::: PROVIDED DATA

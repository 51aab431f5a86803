//! Collection Stores
//!
//! Per-screen state using Leptos reactive_stores for fine-grained reactivity.
//! Sync results arrive as events and are reduced into the store here, so the
//! same rules apply whether the event came from the browser or a test.

use leptos::prelude::*;
use reactive_stores::Store;
use tracing::debug;

use crate::api::ApiResult;
use crate::models::{Entity, Message, Todo, TodoId};
use crate::tracker::{RequestKey, RequestTracker, Ticket};

pub const LOAD_TODOS_FAILED: &str = "Failed to load todos";
pub const CREATE_TODO_FAILED: &str = "Failed to create todo";
pub const DELETE_TODO_FAILED: &str = "Failed to delete todo";
pub const UPDATE_TODO_FAILED: &str = "Failed to update todo";
pub const LOAD_MESSAGES_FAILED: &str = "Failed to load messages";
pub const SEND_MESSAGE_FAILED: &str = "Failed to send message";
pub const CLEAR_MESSAGES_FAILED: &str = "Failed to clear messages";

// ========================
// Collection Helpers
// ========================

/// Replace the entity with the same id, or append it at the end
pub fn upsert_by_id<T: Entity>(items: &mut Vec<T>, entity: T) {
    match items.iter_mut().find(|item| item.id() == entity.id()) {
        Some(slot) => *slot = entity,
        None => items.push(entity),
    }
}

/// Replace the entity with the same id; false if none is present
pub fn replace_by_id<T: Entity>(items: &mut [T], entity: T) -> bool {
    items
        .iter_mut()
        .find(|item| item.id() == entity.id())
        .map(|item| *item = entity)
        .is_some()
}

/// Remove every entity with the given id, keeping the others in order
pub fn remove_by_id<T: Entity>(items: &mut Vec<T>, id: u32) {
    items.retain(|item| item.id() != id);
}

// ========================
// Todo Screen
// ========================

/// Outcome of a todo request
#[derive(Debug, Clone)]
pub enum TodoEvent {
    Loaded { ticket: Ticket, result: ApiResult<Vec<Todo>> },
    Created(ApiResult<Todo>),
    Deleted { id: TodoId, result: ApiResult<()> },
    Toggled { ticket: Ticket, result: ApiResult<Todo> },
}

impl TodoEvent {
    pub fn succeeded(&self) -> bool {
        match self {
            TodoEvent::Loaded { result, .. } => result.is_ok(),
            TodoEvent::Created(result) => result.is_ok(),
            TodoEvent::Deleted { result, .. } => result.is_ok(),
            TodoEvent::Toggled { result, .. } => result.is_ok(),
        }
    }
}

/// A server-confirmed change that an in-flight list may predate
#[derive(Debug, Clone, PartialEq, Eq)]
pub enum ConfirmedChange {
    Created(Todo),
    Updated(Todo),
    Deleted(TodoId),
}

impl ConfirmedChange {
    fn replay(self, todos: &mut Vec<Todo>) {
        match self {
            ConfirmedChange::Created(todo) => upsert_by_id(todos, todo),
            ConfirmedChange::Updated(todo) => {
                replace_by_id(todos, todo);
            }
            ConfirmedChange::Deleted(id) => remove_by_id(todos, id),
        }
    }
}

#[derive(Clone, Debug, Store)]
pub struct TodoState {
    /// Todos in server insertion order
    pub todos: Vec<Todo>,
    /// True until the first list fetch settles
    pub loading: bool,
    /// Banner text for the last failed operation
    pub error: Option<&'static str>,
    pub requests: RequestTracker,
    /// Changes confirmed while a list fetch was in flight, replayed over it
    pub confirmed: Vec<ConfirmedChange>,
}

impl Default for TodoState {
    fn default() -> Self {
        Self {
            todos: Vec::new(),
            loading: true,
            error: None,
            requests: RequestTracker::default(),
            confirmed: Vec::new(),
        }
    }
}

impl TodoState {
    pub fn apply(&mut self, event: TodoEvent) {
        match event {
            TodoEvent::Loaded { ticket, result } => {
                if !self.requests.finish(&ticket) {
                    debug!(key = ?ticket.key(), "discarding superseded todo list");
                    return;
                }
                self.loading = false;
                let confirmed = std::mem::take(&mut self.confirmed);
                match result {
                    Ok(todos) => {
                        self.todos = todos;
                        if !confirmed.is_empty() {
                            debug!(count = confirmed.len(), "replaying changes confirmed during list");
                        }
                        for change in confirmed {
                            change.replay(&mut self.todos);
                        }
                        self.error = None;
                    }
                    Err(_) => self.error = Some(LOAD_TODOS_FAILED),
                }
            }
            TodoEvent::Created(result) => match result {
                Ok(todo) => {
                    self.confirm(ConfirmedChange::Created(todo));
                    self.error = None;
                }
                Err(_) => self.error = Some(CREATE_TODO_FAILED),
            },
            TodoEvent::Deleted { id, result } => match result {
                Ok(()) => {
                    self.confirm(ConfirmedChange::Deleted(id));
                    self.error = None;
                }
                Err(_) => self.error = Some(DELETE_TODO_FAILED),
            },
            TodoEvent::Toggled { ticket, result } => {
                if !self.requests.finish(&ticket) {
                    debug!(key = ?ticket.key(), "discarding superseded toggle");
                    return;
                }
                match result {
                    Ok(todo) => {
                        if !self.todos.iter().any(|t| t.id == todo.id) {
                            debug!(id = todo.id, "toggled todo is no longer listed");
                        }
                        self.confirm(ConfirmedChange::Updated(todo));
                        self.error = None;
                    }
                    Err(_) => self.error = Some(UPDATE_TODO_FAILED),
                }
            }
        }
    }

    /// Apply a confirmed change now, and again over any list still in flight.
    fn confirm(&mut self, change: ConfirmedChange) {
        if self.requests.is_pending(RequestKey::Collection) {
            self.confirmed.push(change.clone());
        }
        change.replay(&mut self.todos);
    }
}

// ========================
// Chat Screen
// ========================

/// Outcome of a chat request
#[derive(Debug, Clone)]
pub enum MessageEvent {
    Loaded { ticket: Ticket, result: ApiResult<Vec<Message>> },
    Posted(ApiResult<()>),
    Cleared(ApiResult<()>),
}

impl MessageEvent {
    pub fn succeeded(&self) -> bool {
        match self {
            MessageEvent::Loaded { result, .. } => result.is_ok(),
            MessageEvent::Posted(result) | MessageEvent::Cleared(result) => result.is_ok(),
        }
    }
}

#[derive(Clone, Debug, Store)]
pub struct MessageState {
    /// Messages exactly as the last applied list returned them
    pub messages: Vec<Message>,
    pub loading: bool,
    pub error: Option<&'static str>,
    /// Failure of the last send or clear, kept through its follow-up re-list
    pub mutation_error: Option<&'static str>,
    pub requests: RequestTracker,
}

impl Default for MessageState {
    fn default() -> Self {
        Self {
            messages: Vec::new(),
            loading: true,
            error: None,
            mutation_error: None,
            requests: RequestTracker::default(),
        }
    }
}

impl MessageState {
    pub fn apply(&mut self, event: MessageEvent) {
        match event {
            MessageEvent::Loaded { ticket, result } => {
                if !self.requests.finish(&ticket) {
                    debug!(key = ?ticket.key(), "discarding superseded message list");
                    return;
                }
                self.loading = false;
                let mutation_error = self.mutation_error.take();
                match result {
                    Ok(messages) => {
                        self.messages = messages;
                        self.error = mutation_error;
                    }
                    Err(_) => self.error = Some(LOAD_MESSAGES_FAILED),
                }
            }
            // The follow-up list replaces the messages; only the flags change here
            MessageEvent::Posted(result) => {
                self.mutation_error = result.err().map(|_| SEND_MESSAGE_FAILED);
                self.error = self.mutation_error;
            }
            MessageEvent::Cleared(result) => {
                self.mutation_error = result.err().map(|_| CLEAR_MESSAGES_FAILED);
                self.error = self.mutation_error;
            }
        }
    }
}

// ========================
// Store Helper Functions
// ========================

pub type TodoStore = Store<TodoState>;
pub type MessageStore = Store<MessageState>;

/// Issue a ticket, writing only the `requests` field so list readers stay quiet
pub fn store_begin_todo_request(store: &TodoStore, key: RequestKey) -> Ticket {
    store.requests().write().begin(key)
}

pub fn store_apply_todo(store: &TodoStore, event: TodoEvent) {
    store.update(|state| state.apply(event));
}

pub fn store_begin_message_load(store: &MessageStore) -> Ticket {
    store.requests().write().begin(RequestKey::Collection)
}

pub fn store_apply_message(store: &MessageStore, event: MessageEvent) {
    store.update(|state| state.apply(event));
}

::::::

Up to and including the line containing "pub const UPDATE_TODO_FAILED: &str", please write out the listing exactly, starting from its first line.

> [ANSWER TO THE EXERCISE]
repository 51aab431f5a86803
//! Collection Stores
//!
//! Per-screen state using Leptos reactive_stores for fine-grained reactivity.
//! Sync results arrive as events and are reduced into the store here, so the
//! same rules apply whether the event came from the browser or a test.

use leptos::prelude::*;
use reactive_stores::Store;
use tracing::debug;

use crate::api::ApiResult;
use crate::models::{Entity, Message, Todo, TodoId};
use crate::tracker::{RequestKey, RequestTracker, Ticket};

pub const LOAD_TODOS_FAILED: &str = "Failed to load todos";
pub const CREATE_TODO_FAILED: &str = "Failed to create todo";
pub const DELETE_TODO_FAILED: &str = "Failed to delete todo";
pub const UPDATE_TODO_FAILED: &str = "Failed to update todo";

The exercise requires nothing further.